> **EXERCISE DIRECTIONS**:
Lines from the beginning of the data through the line containing "pub enum PayerError" are to be copied exactly, with no other line included.

> **Items from a data source**:
--------------------------------

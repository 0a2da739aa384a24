//! Payment Proxy Port
//!
//! The processor is an opaque remote party with four operations. Concrete
//! proxies live in the infrastructure layer and are injected at startup.

use async_trait::async_trait;
use thiserror::Error;

/// Payment proxy failures
#[derive(Debug, Clone, Error)]
pub enum PayerError {
    /// Fail-closed default: no real processor is wired in
    #[error("no payer proxy provided")]
    NotConfigured,

    /// The processor answered with an error
    #[error("{0}")]
    Processor(String),
}

/// Port to the external payment processor
///
/// Implementations are shared by every request and must be safe for
/// concurrent use.
#[async_trait]
pub trait PayerProxy: Send + Sync {
    /// Register a customer for `user_id`, returning the processor customer id
    async fn create_customer(
        &self,
        user_id: &str,
        email: &str,
        payment_token: &str,
    ) -> Result<String, PayerError>;

    /// Subscribe `customer_id` to `plan`, returning the processor subscription id
    async fn create(
        &self,
        customer_id: &str,
        plan: &str,
        payment_token: &str,
    ) -> Result<String, PayerError>;

    /// Move `remote_id` to `plan`, returning the (possibly new) subscription id
    async fn update(
        &self,
        remote_id: &str,
        plan: &str,
        payment_token: &str,
    ) -> Result<String, PayerError>;

    /// Cancel `remote_id`
    async fn delete(&self, remote_id: &str) -> Result<(), PayerError>;
}
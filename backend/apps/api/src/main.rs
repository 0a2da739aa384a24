//! API Server Entry Point
//!
//! Application entry point and server initialization.
//! Uses `anyhow` for startup errors, but request-level
//! errors should use `kernel::error::AppError`.

mod config;

use billing::{
    BillingConfig, ErrorProxy, MemoryBillingRepository, PayerProxy, PgBillingRepository,
    StripeProxy, billing_router, cors_layer,
};
use clap::{Parser, Subcommand};
use crate::config::{AppConfig, Driver, LogConfig};
use sqlx::postgres::PgPoolOptions;
use std::net::SocketAddr;
use std::path::PathBuf;
use std::sync::Arc;
use tokio::net::TcpListener;
use tower::ServiceBuilder;
use tower_http::trace::TraceLayer;
use tracing_subscriber::{layer::SubscriberExt, util::SubscriberInitExt};

/// Subscription billing API
#[derive(Parser)]
#[command(name = "api", version, about, long_about = None)]
struct Cli {
    /// JSON configuration file
    #[arg(short, long, env = "SUBSCRIPTIONS_CONFIG", global = true)]
    config: Option<PathBuf>,

    /// Listening port (overrides file and environment)
    #[arg(short, long, global = true)]
    port: Option<u16>,

    #[command(subcommand)]
    command: Option<Command>,
}

#[derive(Subcommand)]
enum Command {
    /// Serve the API (default)
    Serve,
    /// Print the version and exit
    Version,
}

#[tokio::main]
async fn main() -> anyhow::Result<()> {
    // Load .env file
    dotenvy::dotenv().ok();

    let cli = Cli::parse();
    if let Some(Command::Version) = cli.command {
        println!("{} {}", env!("CARGO_PKG_NAME"), env!("CARGO_PKG_VERSION"));
        return Ok(());
    }

    let config = AppConfig::load(cli.config.as_deref(), cli.port)?;
    init_tracing(&config.log);
    tracing::debug!(?config, "Configuration loaded");

    let payer: Arc<dyn PayerProxy> = if config.stripe_key.is_empty() {
        tracing::warn!("No stripe_key configured, billing operations will fail");
        Arc::new(ErrorProxy)
    } else {
        Arc::new(StripeProxy::new(config.stripe_key.clone()))
    };

    let billing_config = BillingConfig::new(config.jwt_secret.clone(), config.admin_group_name.clone());

    let app = match config.db.driver()? {
        Driver::Postgres => {
            let pool = PgPoolOptions::new()
                .max_connections(5)
                .connect(&config.db.url)
                .await?;

            let repo = PgBillingRepository::new(pool, &config.db.namespace)?;
            repo.ping().await?;
            tracing::info!("Connected to database");

            if config.db.automigrate {
                repo.migrate().await?;
            }

            billing_router(repo, payer, billing_config)
        }
        Driver::Memory => {
            tracing::warn!("Using in-memory store, data is lost on exit");
            billing_router(MemoryBillingRepository::new(), payer, billing_config)
        }
    };

    let app = app.layer(
        ServiceBuilder::new()
            .layer(TraceLayer::new_for_http())
            .layer(cors_layer()),
    );

    // Start server
    let addr = SocketAddr::from(([0, 0, 0, 0], config.port));
    tracing::info!("Listening on {}", addr);

    let listener = TcpListener::bind(addr).await?;
    axum::serve(listener, app).await?;

    Ok(())
}

fn init_tracing(log: &LogConfig) {
    let filter = tracing_subscriber::EnvFilter::try_from_default_env().unwrap_or_else(|_| {
        let level = &log.level;
        format!("api={level},billing={level},auth={level},platform={level},tower_http={level}")
            .into()
    });

    let registry = tracing_subscriber::registry().with(filter);
    if log.json {
        registry
            .with(tracing_subscriber::fmt::layer().json().with_current_span(true))
            .init();
    } else {
        registry.with(tracing_subscriber::fmt::layer()).init();
    }
}
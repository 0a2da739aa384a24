//! Platform Crate - Technical Infrastructure
//!
//! This crate provides shared technical foundations:
//! - `Authorization` header parsing (bearer credentials)
//! - A minimal Stripe REST client used by the real payment proxy

pub mod client;
pub mod stripe;
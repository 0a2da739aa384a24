//! Domain Layer - Business logic and entities
//!
//! This layer contains:
//! - Domain entities (Subscription, User)
//! - Repository traits (interfaces)
//! - The payment proxy port

pub mod entities;
pub mod payer;
pub mod repository;
#[cfg(test)]
mod context_tests {
    use super::support::*;
    use crate::application::config::BillingConfig;
    use crate::infra::memory::MemoryBillingRepository;
    use crate::infra::payer::ErrorProxy;
    use crate::presentation::context::RequestContext;
    use crate::presentation::handlers::BillingAppState;
    use crate::presentation::middleware::populate_context;
    use crate::presentation::router::billing_router;
    use axum::body::Body;
    use axum::extract::Extension;
    use axum::http::{Method, Request, StatusCode, header};
    use axum::routing::get;
    use axum::{Json, Router, middleware};
    use serde_json::{Value, json};
    use std::io::Write;
    use std::sync::{Arc, Mutex};
    use tower::ServiceExt;

    async fn probe(Extension(ctx): Extension<RequestContext<MemoryBillingRepository>>) -> Json<Value> {
        Json(json!({
            "request_id": ctx.request_id.to_string(),
            "user_id": ctx.user_id(),
            "is_admin": ctx.is_admin(),
            "admin_group": ctx.config.auth.admin_group_name,
        }))
    }

    fn probe_app() -> Router {
        let state = BillingAppState::new(
            MemoryBillingRepository::new(),
            Arc::new(ErrorProxy),
            BillingConfig::new(SECRET, ADMIN_GROUP),
        );
        Router::new()
            .route("/probe", get(probe))
            .route_layer(middleware::from_fn_with_state(
                state.clone(),
                populate_context::<MemoryBillingRepository>,
            ))
            .with_state(state)
    }

    async fn call(app: Router, token: &str) -> Value {
        let req = Request::builder()
            .uri("/probe")
            .header(header::AUTHORIZATION, format!("Bearer {token}"))
            .body(Body::empty())
            .unwrap();
        let response = app.oneshot(req).await.unwrap();
        assert_eq!(response.status(), StatusCode::OK);
        let bytes = axum::body::to_bytes(response.into_body(), usize::MAX)
            .await
            .unwrap();
        serde_json::from_slice(&bytes).unwrap()
    }

    #[tokio::test]
    async fn test_context_carries_identity_and_fresh_request_id() {
        let app = probe_app();
        let admin = call(app.clone(), &token("joker", &[ADMIN_GROUP], 3600)).await;
        let plain = call(app, &token("batman", &["heroes"], 3600)).await;

        assert_eq!(admin["user_id"], "joker");
        assert_eq!(admin["is_admin"], true);
        assert_eq!(admin["admin_group"], ADMIN_GROUP);
        assert_eq!(plain["user_id"], "batman");
        assert_eq!(plain["is_admin"], false);
        assert_ne!(admin["request_id"], plain["request_id"]);
    }

    /// Collects formatted log output in memory
    #[derive(Clone, Default)]
    struct LogBuffer(Arc<Mutex<Vec<u8>>>);

    impl Write for LogBuffer {
        fn write(&mut self, buf: &[u8]) -> std::io::Result<usize> {
            self.0.lock().unwrap().extend_from_slice(buf);
            Ok(buf.len())
        }

        fn flush(&mut self) -> std::io::Result<()> {
            Ok(())
        }
    }

    impl LogBuffer {
        fn lines(&self) -> Vec<String> {
            String::from_utf8(self.0.lock().unwrap().clone())
                .unwrap()
                .lines()
                .map(str::to_string)
                .collect()
        }
    }

    fn line_with<'a>(lines: &'a [String], message: &str) -> &'a str {
        lines
            .iter()
            .find(|line| line.contains(message))
            .unwrap_or_else(|| panic!("no log line with {message:?} in {lines:#?}"))
    }

    #[tokio::test]
    async fn test_request_logs_carry_context_fields() {
        let buffer = LogBuffer::default();
        let writer = buffer.clone();
        let subscriber = tracing_subscriber::fmt()
            .with_writer(move || writer.clone())
            .with_ansi(false)
            .with_max_level(tracing::Level::INFO)
            .finish();
        let _guard = tracing::subscriber::set_default(subscriber);

        let app = billing_router(
            MemoryBillingRepository::new(),
            Arc::new(RecordingPayer::new()),
            BillingConfig::new(SECRET, ADMIN_GROUP),
        );
        let req = Request::builder()
            .method(Method::PUT)
            .uri("/subscriptions/membership")
            .header(
                header::AUTHORIZATION,
                format!("Bearer {}", token("joker", &[], 3600)),
            )
            .header(header::CONTENT_TYPE, "application/json")
            .body(Body::from(r#"{"plan":"gold","stripe_key":"tok"}"#))
            .unwrap();
        let response = app.oneshot(req).await.unwrap();
        assert_eq!(response.status(), StatusCode::OK);

        let lines = buffer.lines();

        let started = line_with(&lines, "Started request");
        let request_id = started
            .split("request_id=")
            .nth(1)
            .and_then(|rest| rest.split_whitespace().next())
            .unwrap()
            .to_string();
        assert!(started.contains("method=PUT"));
        assert!(started.contains("path=/subscriptions/membership"));

        // Every line of the request correlates by id.
        for line in &lines {
            assert!(line.contains(&format!("request_id={request_id}")), "{line}");
        }

        let created = line_with(&lines, "Created subscription");
        for field in [
            "method=PUT",
            "path=/subscriptions/membership",
            "is_admin=false",
            r#"user_id="joker""#,
            "type=membership",
            "plan=gold",
        ] {
            assert!(created.contains(field), "{field} missing from {created}");
        }

        let completed = line_with(&lines, "Completed request");
        assert!(completed.contains("status=200"), "{completed}");
        assert!(completed.contains("duration_ns="), "{completed}");
        assert!(completed.contains(r#"user_id="joker""#), "{completed}");
    }
}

--------------------------------

> **ANSWER AREA**:
repository 0a2da739aa384a24
//! Payment Proxy Port
//!
//! The processor is an opaque remote party with four operations. Concrete
//! proxies live in the infrastructure layer and are injected at startup.

use async_trait::async_trait;
use thiserror::Error;

/// Payment proxy failures
#[derive(Debug, Clone, Error)]
pub enum PayerError {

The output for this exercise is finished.